The patient was weaned from the ventilator and extubated on the second post-operative day. The postoperative course was uneventful. Transthoracic echo revealed good biventricular function, mild tricuspid regurgitation, and mean gradient across the LV–PA conduit was 30 mmHg. (Supplementary material online, ) Initial inferior vena cava congestion with evidence of dense spontaneous echo-contrast, progressively resolved along with haematocrit normalization and venous pressure reduction.

At discharge, on 20th post-operative day, the patient was asymptomatic without evidence of congestion on 25 mg of Furosemide b.i.d. and 25 mg of Spironolactone o.d., saturation was constantly above 95% even during moderate efforts. Close clinical and echocardiographic follow-up was arranged locally once the patient was back home, in order to monitor congestion and titrate diuretic therapy. At last contact with the local cardiology team, 50 days after the operation, ventricular function was stable, and the patient was well compensated on 40 mg of Furosemide.

Discussion

Congenital corrected transposition of great arteries is a rare disease that not infrequently is diagnosed for the first time during adulthood.

Management depends mainly on the associated lesions. When the patient presents with cyanosis due to severe pulmonary stenosis theoretical therapeutic options are anatomic repair, by performing an atrial switch combined with a Rastelli procedure, or physiologic repair, by closing the VSD, relieving sub-pulmonary obstruction, leaving the left-sided morphologic RV as systemic pumping chamber. Uni-ventricular palliation has been recommended whenever anatomical constraints, such as major valvular straddling or ventricular hypoplasia prevents biventricular repair. It should be pointed out that the wording ‘physiologic repair’ in this context might be misleading. Indeed, this term is conventionally used to indicate an arrangement where systemic and pulmonary circulations are in series and separated although, differently from anatomic repair, the morphologic RV became the systemic pumping chamber, which is, by definition, a non-physiologic condition.
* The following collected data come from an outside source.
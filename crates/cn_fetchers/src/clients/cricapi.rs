use async_trait::async_trait;
use cn_core::{CricketApiConfig, Match, MatchSource, Result};
use serde::Deserialize;
use url::Url;
use crate::clients::utils;
use crate::logging::Logger;

const ENDPOINT: &str = "cricapi";

#[derive(Debug, Deserialize)]
struct CurrentMatchesResponse {
    #[serde(default)]
    data: Option<Vec<Match>>,
    #[serde(default)]
    status: Option<String>,
    #[serde(default)]
    reason: Option<String>,
}

/// Client for CricAPI's `currentMatches` endpoint.
pub struct CricApiClient {
    client: reqwest::Client,
    config: CricketApiConfig,
    logger: Logger,
}

impl CricApiClient {
    pub fn new(config: CricketApiConfig) -> Result<Self> {
        Ok(Self {
            client: utils::http_client()?,
            config,
            logger: Logger::new().with_prefix(format!("[{}]", ENDPOINT)),
        })
    }

    pub fn current_matches_url(&self) -> Result<Url> {
        utils::endpoint_url(
            &self.config.base_url,
            "currentMatches",
            &[
                ("apikey", self.config.api_key.clone()),
                ("offset", self.config.offset.to_string()),
            ],
        )
    }
}

#[async_trait]
impl MatchSource for CricApiClient {
    fn name(&self) -> &str {
        ENDPOINT
    }

    async fn fetch_matches(&self) -> Result<Vec<Match>> {
        let url = self.current_matches_url()?;
        self.logger.debug(&format!("GET {}/currentMatches offset={}", self.config.base_url, self.config.offset));

        let response = self.client.get(url).send().await?;
        let body: CurrentMatchesResponse = utils::read_json(response, ENDPOINT).await?;

        // CricAPI reports some failures (bad key, quota) with a 200 and no data.
        if body.status.as_deref() == Some("failure") {
            self.logger.warn(&format!(
                "API reported failure: {}",
                body.reason.as_deref().unwrap_or("no reason given")
            ));
        }

        let matches = body.data.unwrap_or_default();
        self.logger.info(&format!("🏏 Fetched {} match records", matches.len()));
        Ok(matches)
    }
}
Although more technically challenging, anatomic repair has been advocated by some institutions as a first choice approach based on data suggesting an excess of adverse events in patients who had undergone physiologic correction.

The main issue against this latter option is the concern of late morphologic RV failure and tricuspid regurgitation. On the other hand, both double switch and atrial switch-Rastelli procedure are burdened by a not negligible morbidity and mortality, particularly in late presenter patients.
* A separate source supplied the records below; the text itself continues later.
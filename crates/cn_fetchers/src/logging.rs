use std::collections::VecDeque;
use std::sync::Once;
use tracing_subscriber::EnvFilter;

static INIT: Once = Once::new();

/// Default filter when `RUST_LOG` is unset. Stdout belongs to the
/// interactive session, so only warnings reach stderr by default.
pub const DEFAULT_FILTER: &str = "warn";

#[derive(Debug, Clone, Default)]
pub struct Logger {
    prefixes: VecDeque<String>,
}

impl Logger {
    pub fn new() -> Self {
        Self {
            prefixes: VecDeque::new(),
        }
    }

    pub fn with_prefix(mut self, prefix: String) -> Self {
        self.prefixes.push_back(prefix);
        self
    }

    fn prefix(&self) -> String {
        self.prefixes.iter().map(|p| format!("{} ", p)).collect::<String>()
    }

    pub fn info(&self, message: &str) {
        tracing::info!("{}{}", self.prefix(), message);
    }

    pub fn warn(&self, message: &str) {
        tracing::warn!("{}{}", self.prefix(), message);
    }

    pub fn debug(&self, message: &str) {
        tracing::debug!("{}{}", self.prefix(), message);
    }
}

/// Installs the global stderr subscriber once. Later calls, or calls after
/// another subscriber was set, only hand back a fresh [`Logger`].
pub fn init_logging() -> Logger {
    if !tracing::dispatcher::has_been_set() {
        INIT.call_once(|| {
            let filter = EnvFilter::try_from_default_env()
                .unwrap_or_else(|_| EnvFilter::new(DEFAULT_FILTER));
            let _ = tracing_subscriber::fmt()
                .with_env_filter(filter)
                .with_writer(std::io::stderr)
                .with_target(false)
                .try_init();
        });
    }
    Logger::new()
}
We elected our patient to undergo physiologic repair based on three arguments. Firstly, we assumed as main clinical target of the intervention the improvement of saturation throughout the most definitive and straightforward operation, taking into consideration the patient age and the long-standing severe desaturation, that would have increased the post-operative risk of bleeding and target organ failure. In the second instance, the patient presented with a hypertrophic well-functioning morphologic RV without significant tricuspid regurgitation, encouraging physiologic repair. Furthermore, we presumed that leaving moderate sub-pulmonary obstruction might have granted tricuspid competence, by realigning the inter-ventricular septum and avoiding tricuspid septal leaflet displacement. In a previous report, an adult patient with a similar anatomic arrangement, necessarily underwent anatomic repair because of severe systemic (tricuspid) AV valve regurgitation. However, in the aforementioned case, the clinical picture was dominated by heart failure and congestion due to systemic ventricle dilatation and tricuspid regurgitation. In our patient, the key clinical and anatomic features were severe cyanosis, caused by severe pulmonary stenosis with hypertrophic not dilated ventricles. According to this pathophysiologic background, we felt that the creation of a left ventricle to aorta pathway would have left a relatively hypoplastic and restrictive RV.
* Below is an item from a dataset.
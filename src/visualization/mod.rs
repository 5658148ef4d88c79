//! Diagnostic plot rendering.

pub mod plotter;

pub use plotter::VisualizationError;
There is very limited experience of late physiologic repair of ccTGA. This case presents a combination of unique features in terms of patient age, degree of cyanosis and symptoms severity, illustrating how patient-specific characteristics should guide a tailored treatment, targeting the dominant mechanism of disease. In particular, from the pathophysiologic point of view, the combination of large VSD and severe PS allowed both ventricles to properly develop, granting a balanced circulation and preventing the occurrence of pulmonary vascular disease.

Physiologic repair of ccTGA with VSD and severe PS is a feasible and valid alternative to anatomic repair, achievable with a significantly shorter CBP and cross-clamping time, in selected patients deemed to be at high operative risk, symptomatic for long-standing profound desaturation, with balanced well-functioning ventricles and continent systemic AV valve.

Finally, it should be appreciated that the late repair of adults with complex congenital heart disease should contemplate the arrangement of close follow-up as the risk of developing heart failure remains substantial.

Lead author biography

Dr Paolo Ferrero is a pediatric and adult congenital heart disease cardiologist. I am currently working in the pediatric and adult congenital heart disease unit at IRCCS, S. Donato, Milan. My main areas of interest are diagnosis and treatment of congenital heart disease, with a focus on pulmonary hypertension, advanced heart failure, and arrhythmias. I have also an interest in prognostic modelling and evidence appraisal in congenital heart disease.

Supplementary material

Supplementary material is available at European Heart Journal—Case Reports online.

Slide sets: A fully edited slide set detailing these cases and suitable for local presentation is available online as Supplementary data.

Consent: The authors confirm that written consent for the submission and publication of this case, including images, has been obtained from the patient in line with COPE guidance.

Acknowledgments

This study was partially supported by Ricerca Corrente funding from Italian Ministry of Health to IRCCS Policlinico San Donato.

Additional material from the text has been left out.